Experimental Results 
• Observed correlation: 
red triangles: dimension = 200 
blue diamonds: dimension = 400 
black squares: dimension = 800 
For the baseline, we report ߩ = 0.1375 for lists of documents sorted randomly.
Experimental Results 
• Experiments support the earlier claim that RI do not 
preserve the L1 distance: 
RMI 
RI 
RI (standard L1 distance) 
(non‐linear estimator)
Discussion 
• We proposed an incremental, scalable method for 
the construction of the L1 normed VSMs. 
• We show the ability of the method in preserving the 
distances between documents. 
• Is this possible to avoid floating-point calculation? 
• What is the performance of RMI within the context 
of Information Retrieval benchmarks?
THANKS FOR YOUR ATTENTION! 
Random Manhattan Indexing 
Behrang Q. Zadeh and Siegfried Handschuh 
National University of Ireland, Galway, Ireland 
University of Passau, Lower Bavaria, Germany 
http://atmykitchen.info/

Weitere ähnliche Inhalte

Ähnlich wie Random Manhattan Indexing

Deep Learning Bangalore meet up
Deep Learning Bangalore meet up Deep Learning Bangalore meet up
Deep Learning Bangalore meet up Satyam Saxena
 
Chapter 4 IR Models.pdf
Chapter 4 IR Models.pdfChapter 4 IR Models.pdf
Chapter 4 IR Models.pdfHabtamu100
 
Statistics in real life engineering
Statistics in real life engineeringStatistics in real life engineering
Statistics in real life engineeringMD TOUFIQ HASAN ANIK
 
The wise doc_trans presentation
The wise doc_trans presentationThe wise doc_trans presentation
The wise doc_trans presentationRaouf KESKES
 
LinearAlgebra_2016updatedFromwiki.ppt
LinearAlgebra_2016updatedFromwiki.pptLinearAlgebra_2016updatedFromwiki.ppt
LinearAlgebra_2016updatedFromwiki.pptAruneshAdarsh
 
LinearAlgebra_2016updatedFromwiki.ppt
LinearAlgebra_2016updatedFromwiki.pptLinearAlgebra_2016updatedFromwiki.ppt
LinearAlgebra_2016updatedFromwiki.pptHumayilZia
 
Sketch algorithms
Sketch algorithmsSketch algorithms
Sketch algorithmsSimon Belak
 
Session 1 and 2.pptx
Session 1 and 2.pptxSession 1 and 2.pptx
Session 1 and 2.pptxAkshitMGoel
 
Introduction to basic statistics
Introduction to basic statisticsIntroduction to basic statistics
Introduction to basic statisticsIBM
 
wk1a-basicstats (2).ppt
wk1a-basicstats (2).pptwk1a-basicstats (2).ppt
wk1a-basicstats (2).pptssuser0be977
 
wk1a-basicstats.ppt
wk1a-basicstats.pptwk1a-basicstats.ppt
wk1a-basicstats.pptssuser0be977
 
Simple semantics in topic detection and tracking
Simple semantics in topic detection and trackingSimple semantics in topic detection and tracking
Simple semantics in topic detection and trackingGeorge Ang
 
SQLBits Module 2 RStats Introduction to R and Statistics
SQLBits Module 2 RStats Introduction to R and StatisticsSQLBits Module 2 RStats Introduction to R and Statistics
SQLBits Module 2 RStats Introduction to R and StatisticsJen Stirrup
 

Ähnlich wie Random Manhattan Indexing (20)

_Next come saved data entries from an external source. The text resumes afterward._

/*
 * SPDX-FileCopyrightText: 2025 Wavelens UG <info@wavelens.io>
 *
 * SPDX-License-Identifier: AGPL-3.0-only
 */

pub mod consts;
pub mod database;
pub mod error;
pub mod input;
pub mod job;
pub mod lock;
pub mod storage;
pub mod types;

use anyhow::Result;
use clap::Parser;
use database::connect_db;
use std::sync::Arc;
use storage::{BlobStorage, FileStorage, MemoryStorage};
use tracing::{info, warn};
use tracing_subscriber::EnvFilter;
use types::*;

pub async fn init_state() -> Result<Arc<ServerState>> {
    let cli = Cli::parse();
    init_logging(&cli);

    info!(serve_url = %cli.serve_url, "Starting Argos Server");

    let db = connect_db(&cli).await?;

    let storage: Arc<dyn BlobStorage> = match &cli.storage_path {
        Some(path) => Arc::new(FileStorage::new(path)),
        None => {
            warn!("No storage path configured, keeping blobs in memory");
            Arc::new(MemoryStorage::default())
        }
    };

    Ok(Arc::new(ServerState::new(db, cli, storage)))
}

pub fn init_logging(cli: &Cli) {
    let filter = EnvFilter::try_new(&cli.log_level).unwrap_or_else(|_| EnvFilter::new("info"));

    if cli.log_json {
        tracing_subscriber::fmt()
            .with_env_filter(filter)
            .json()
            .init();
    } else {
        tracing_subscriber::fmt().with_env_filter(filter).init();
    }
}
/*
 * SPDX-FileCopyrightText: 2025 Wavelens UG <info@wavelens.io>
 *
 * SPDX-License-Identifier: AGPL-3.0-only
 */

use argos_core::error::JobError;
use thiserror::Error;

#[derive(Debug, Error)]
pub enum ProviderError {
    /// GitHub answers 422 for statuses on commits it has not seen yet.
    #[error("no commit found for sha")]
    CommitNotFound,
    #[error("resource not found")]
    NotFound,
    #[error("authentication failed: {0}")]
    Auth(String),
    #[error("provider responded with {status}: {message}")]
    Api { status: u16, message: String },
    #[error(transparent)]
    Http(#[from] reqwest::Error),
}

impl From<ProviderError> for JobError {
    fn from(e: ProviderError) -> Self {
        JobError::Retryable(anyhow::Error::new(e).context("Provider request failed"))
    }
}

pub fn classify_error(status: u16, message: &str) -> ProviderError {
    match status {
        404 => ProviderError::NotFound,
        422 if message.contains("No commit found for SHA") => ProviderError::CommitNotFound,
        401 | 403 => ProviderError::Auth(message.to_string()),
        _ => ProviderError::Api {
            status,
            message: message.to_string(),
        },
    }
}

pub(crate) async fn check_response(
    response: reqwest::Response,
) -> Result<reqwest::Response, ProviderError> {
    let status = response.status();
    if status.is_success() {
        return Ok(response);
    }

    let message = response.text().await.unwrap_or_default();
    Err(classify_error(status.as_u16(), &message))
}
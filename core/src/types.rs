/*
 * SPDX-FileCopyrightText: 2025 Wavelens UG <info@wavelens.io>
 *
 * SPDX-License-Identifier: AGPL-3.0-only
 */

use super::input::{fraction, greater_than_zero};
use super::job::JobQueue;
use super::lock::KeyedLock;
use super::storage::BlobStorage;
use clap::Parser;
use entity::*;
use sea_orm::DatabaseConnection;
use std::sync::Arc;

#[derive(Parser, Debug, Clone)]
#[command(name = "Argos", display_name = "Argos", bin_name = "argos-server", author = "Wavelens", version, about, long_about = None)]
pub struct Cli {
    #[arg(long, env = "ARGOS_LOG_LEVEL", default_value = "info")]
    pub log_level: String,
    #[arg(long, env = "ARGOS_LOG_JSON", default_value = "false")]
    pub log_json: bool,
    #[arg(long, env = "ARGOS_SERVE_URL", default_value = "http://127.0.0.1:8000")]
    pub serve_url: String,
    #[arg(long, env = "ARGOS_DATABASE_URL")]
    pub database_url: Option<String>,
    #[arg(long, env = "ARGOS_DATABASE_URL_FILE")]
    pub database_url_file: Option<String>,
    #[arg(long, env = "ARGOS_STORAGE_PATH")]
    pub storage_path: Option<String>,
    #[arg(long, env = "ARGOS_SCRATCH_PATH")]
    pub scratch_path: Option<String>,
    #[arg(long, env = "ARGOS_MAX_CONCURRENT_DIFFS", value_parser = greater_than_zero::<usize>, default_value = "10")]
    pub max_concurrent_diffs: usize,
    #[arg(long, env = "ARGOS_MAX_CONCURRENT_NOTIFICATIONS", value_parser = greater_than_zero::<usize>, default_value = "10")]
    pub max_concurrent_notifications: usize,
    #[arg(long, env = "ARGOS_DIFF_FUZZ", value_parser = fraction, default_value = "0.1")]
    pub diff_fuzz: f64,
    #[arg(long, env = "ARGOS_DIFF_NOISE_FLOOR", value_parser = fraction, default_value = "0.00003")]
    pub diff_noise_floor: f64,
    #[arg(long, env = "ARGOS_GITHUB_API_URL", default_value = "https://api.github.com")]
    pub github_api_url: String,
    #[arg(long, env = "ARGOS_GITHUB_APP_ID")]
    pub github_app_id: Option<u64>,
    #[arg(long, env = "ARGOS_GITHUB_APP_PRIVATE_KEY_FILE")]
    pub github_app_private_key_file: Option<String>,
    #[arg(long, env = "ARGOS_GITLAB_URL", default_value = "https://gitlab.com")]
    pub gitlab_url: String,
    #[arg(long, env = "ARGOS_SENTRY_DSN")]
    pub sentry_dsn: Option<String>,
}

#[derive(Debug)]
pub struct ServerState {
    pub db: DatabaseConnection,
    pub cli: Cli,
    pub locks: KeyedLock,
    pub queue: JobQueue,
    pub storage: Arc<dyn BlobStorage>,
}

impl ServerState {
    pub fn new(db: DatabaseConnection, cli: Cli, storage: Arc<dyn BlobStorage>) -> Self {
        Self {
            db,
            cli,
            locks: KeyedLock::default(),
            queue: JobQueue::new(),
            storage,
        }
    }
}

pub type EAccount = account::Entity;
pub type EBuild = build::Entity;
pub type EBuildNotification = build_notification::Entity;
pub type EGithubPullRequest = github_pull_request::Entity;
pub type EGithubRepository = github_repository::Entity;
pub type EGitlabProject = gitlab_project::Entity;
pub type EProject = project::Entity;
pub type EScreenshot = screenshot::Entity;
pub type EScreenshotDiff = screenshot_diff::Entity;

pub type MAccount = account::Model;
pub type MBuild = build::Model;
pub type MBuildNotification = build_notification::Model;
pub type MGithubPullRequest = github_pull_request::Model;
pub type MGithubRepository = github_repository::Model;
pub type MGitlabProject = gitlab_project::Model;
pub type MProject = project::Model;
pub type MScreenshot = screenshot::Model;
pub type MScreenshotDiff = screenshot_diff::Model;

pub type AAccount = account::ActiveModel;
pub type ABuild = build::ActiveModel;
pub type ABuildNotification = build_notification::ActiveModel;
pub type AGithubPullRequest = github_pull_request::ActiveModel;
pub type AGithubRepository = github_repository::ActiveModel;
pub type AGitlabProject = gitlab_project::ActiveModel;
pub type AProject = project::ActiveModel;
pub type AScreenshot = screenshot::ActiveModel;
pub type AScreenshotDiff = screenshot_diff::ActiveModel;

pub type CAccount = account::Column;
pub type CBuild = build::Column;
pub type CBuildNotification = build_notification::Column;
pub type CGithubPullRequest = github_pull_request::Column;
pub type CGithubRepository = github_repository::Column;
pub type CGitlabProject = gitlab_project::Column;
pub type CProject = project::Column;
pub type CScreenshot = screenshot::Column;
pub type CScreenshotDiff = screenshot_diff::Column;

pub type RBuild = build::Relation;
pub type RBuildNotification = build_notification::Relation;
pub type RGithubPullRequest = github_pull_request::Relation;
pub type RProject = project::Relation;
pub type RScreenshotDiff = screenshot_diff::Relation;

Deep Learning Bangalore meet up
Deep Learning Bangalore meet up Deep Learning Bangalore meet up
Deep Learning Bangalore meet up
 
DLBLR talk
DLBLR talkDLBLR talk
DLBLR talk
 
Visual Techniques
Visual TechniquesVisual Techniques
Visual Techniques
 
Chapter 4 IR Models.pdf
Chapter 4 IR Models.pdfChapter 4 IR Models.pdf
Chapter 4 IR Models.pdf
 
Week_3_Lecture.pdf
Week_3_Lecture.pdfWeek_3_Lecture.pdf
Week_3_Lecture.pdf
 
Text features
Text featuresText features
Text features
 
SVD.ppt
SVD.pptSVD.ppt
SVD.ppt
 
Statistics in real life engineering
Statistics in real life engineeringStatistics in real life engineering
Statistics in real life engineering
 
The wise doc_trans presentation
The wise doc_trans presentationThe wise doc_trans presentation
The wise doc_trans presentation
 
Week_2_Lecture.pdf
Week_2_Lecture.pdfWeek_2_Lecture.pdf
Week_2_Lecture.pdf
 
LinearAlgebra_2016updatedFromwiki.ppt
LinearAlgebra_2016updatedFromwiki.pptLinearAlgebra_2016updatedFromwiki.ppt
LinearAlgebra_2016updatedFromwiki.ppt
 
LinearAlgebra_2016updatedFromwiki.ppt
LinearAlgebra_2016updatedFromwiki.pptLinearAlgebra_2016updatedFromwiki.ppt
LinearAlgebra_2016updatedFromwiki.ppt
 
Sketch algorithms
Sketch algorithmsSketch algorithms
Sketch algorithms
 
Session 1 and 2.pptx
Session 1 and 2.pptxSession 1 and 2.pptx
Session 1 and 2.pptx
 
Introduction to basic statistics
Introduction to basic statisticsIntroduction to basic statistics
Introduction to basic statistics
 
wk1a-basicstats (2).ppt
wk1a-basicstats (2).pptwk1a-basicstats (2).ppt
wk1a-basicstats (2).ppt
 
wk1a-basicstats.ppt
wk1a-basicstats.pptwk1a-basicstats.ppt
wk1a-basicstats.ppt
 
Time series.ppt
Time series.pptTime series.ppt
Time series.ppt
 
Simple semantics in topic detection and tracking
Simple semantics in topic detection and trackingSimple semantics in topic detection and tracking
Simple semantics in topic detection and tracking
 
SQLBits Module 2 RStats Introduction to R and Statistics
SQLBits Module 2 RStats Introduction to R and StatisticsSQLBits Module 2 RStats Introduction to R and Statistics
SQLBits Module 2 RStats Introduction to R and Statistics
 

Mehr von net2-project

Vector spaces for information extraction - Random Projection Example
Vector spaces for information extraction - Random Projection ExampleVector spaces for information extraction - Random Projection Example
Vector spaces for information extraction - Random Projection Examplenet2-project
 
Mining Semi-structured Data: Understanding Web-tables – Building a Taxonomy f...
Mining Semi-structured Data: Understanding Web-tables – Building a Taxonomy f...Mining Semi-structured Data: Understanding Web-tables – Building a Taxonomy f...
Mining Semi-structured Data: Understanding Web-tables – Building a Taxonomy f...net2-project
 
Tailoring Temporal Description Logics for Reasoning over Temporal Conceptual ...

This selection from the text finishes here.